By Dimitrios Koutsoubos

As the saying goes, “make me a prophet and I will make you rich”. It reveals the great importance of a prophecy, but deeply implies that very few are the things that we can predict with accuracy and certainty. So, why can’t we focus on those that we can predict with relative certainty? The easiest way to become a successful prophet is not to define time.

Some examples follow: “A heat wave will come”, “We will have elections”, “An earthquake will hit”

The more open the time window, the more certain the success of your prediction. In the following 10 years, earthquakes, elections and heat-waves will come. The same goes for the stock market and the economy. During a crisis, like the one we experienced in 2008, if you declared that “we will get over the crisis and the stocks will see higher prices in the future”, you could feel proud for your prophetic words.

The obvious counterargument that would automatically make you seem ridiculous takes less than two words in Greek. “Χαίρω Πολύ” [hero poli = I am glad , When sarcastically used, it has the meaning that you say the obvious]. Such a prediction sounds just non-sensical and funny without defining the time. However, as funny it seems, so lucrative it can be for those who are able to identify its importance and exploit it.

It is mysterious that while this kind of  “prophecy” is easy and with high value, as the title of the article suggests, very few may redeem it. The reason is the human nature of fear, greed, myopia, arrogance and impatience.

For example, most investors will focus on estimating the bottom, than buying the opportunity.
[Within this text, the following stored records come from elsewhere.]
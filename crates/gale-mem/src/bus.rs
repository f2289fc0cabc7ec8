//! The narrow contract the instruction core consumes.

use crate::space::AddressSpace;

/// Abstraction over guest physical memory access.
///
/// The required methods are the byte primitives; every multi-byte default
/// decomposes into them in ascending address order, little-endian, the same
/// contract the page handlers follow. Implementations are expected to
/// override the bulk and sized methods where they can do better (the address
/// space substitutes its page-aware fast paths). Reads are `&mut self`
/// because resolving a page may update the handler cache, and device
/// handlers may have read side effects.
pub trait MemoryBus {
    fn read_u8(&mut self, paddr: u64) -> u8;
    fn write_u8(&mut self, paddr: u64, value: u8);

    fn read_physical(&mut self, paddr: u64, buf: &mut [u8]) {
        for (i, byte) in buf.iter_mut().enumerate() {
            *byte = self.read_u8(paddr + i as u64);
        }
    }

    fn write_physical(&mut self, paddr: u64, buf: &[u8]) {
        for (i, byte) in buf.iter().enumerate() {
            self.write_u8(paddr + i as u64, *byte);
        }
    }

    fn read_u16(&mut self, paddr: u64) -> u16 {
        u16::from(self.read_u8(paddr)) | u16::from(self.read_u8(paddr + 1)) << 8
    }

    fn read_u32(&mut self, paddr: u64) -> u32 {
        u32::from(self.read_u16(paddr)) | u32::from(self.read_u16(paddr + 2)) << 16
    }

    fn write_u16(&mut self, paddr: u64, value: u16) {
        self.write_u8(paddr, value as u8);
        self.write_u8(paddr + 1, (value >> 8) as u8);
    }

    fn write_u32(&mut self, paddr: u64, value: u32) {
        self.write_u16(paddr, value as u16);
        self.write_u16(paddr + 2, (value >> 16) as u16);
    }
}

impl MemoryBus for AddressSpace {
    fn read_u8(&mut self, paddr: u64) -> u8 {
        AddressSpace::read_u8(self, paddr)
    }

    fn write_u8(&mut self, paddr: u64, value: u8) {
        AddressSpace::write_u8(self, paddr, value);
    }

    fn read_physical(&mut self, paddr: u64, buf: &mut [u8]) {
        self.block_read(paddr, buf);
    }

    fn write_physical(&mut self, paddr: u64, buf: &[u8]) {
        self.block_write(paddr, buf);
    }

    fn read_u16(&mut self, paddr: u64) -> u16 {
        AddressSpace::read_u16(self, paddr)
    }

    fn read_u32(&mut self, paddr: u64) -> u32 {
        AddressSpace::read_u32(self, paddr)
    }

    fn write_u16(&mut self, paddr: u64, value: u16) {
        AddressSpace::write_u16(self, paddr, value);
    }

    fn write_u32(&mut self, paddr: u64, value: u32) {
        AddressSpace::write_u32(self, paddr, value);
    }
}
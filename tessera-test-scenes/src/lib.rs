pub mod expectations;
pub mod scene;

pub use expectations::{check_pixels, PixelExpectation};
pub use scene::{
    build_depth_overlap_scene, build_textured_quad_scene, build_triangle_scene, DEPTH_CANVAS,
    TEXTURE_CANVAS, TRIANGLE_CANVAS,
};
Their first weakness is that they can not stand short-term losses, even when they know that they correspond to great future returns. Nevertheless, they usually don’t know the above as myopia, their second weakness, does not let them discover. Their third weakness is greed, because they sacrifice the certain long-term profits on the altar of their precarious maximization. The fourth weakness is that they don’t know what they don’t know, attempting very specific forecasts unfeasible for humans. Their fifth weakness is that they don’t have the patience of waiting.

So, the 2008 prophecy that despite the crash, stocks will see higher prices, was confirmed. The very few that took advantage of it by buying low, disinterested about inticating the bottom and the time, were the winners. Those who feared, those who attempted specific projections and those who lost their patience, did not enjoy the fruits of the prophecy.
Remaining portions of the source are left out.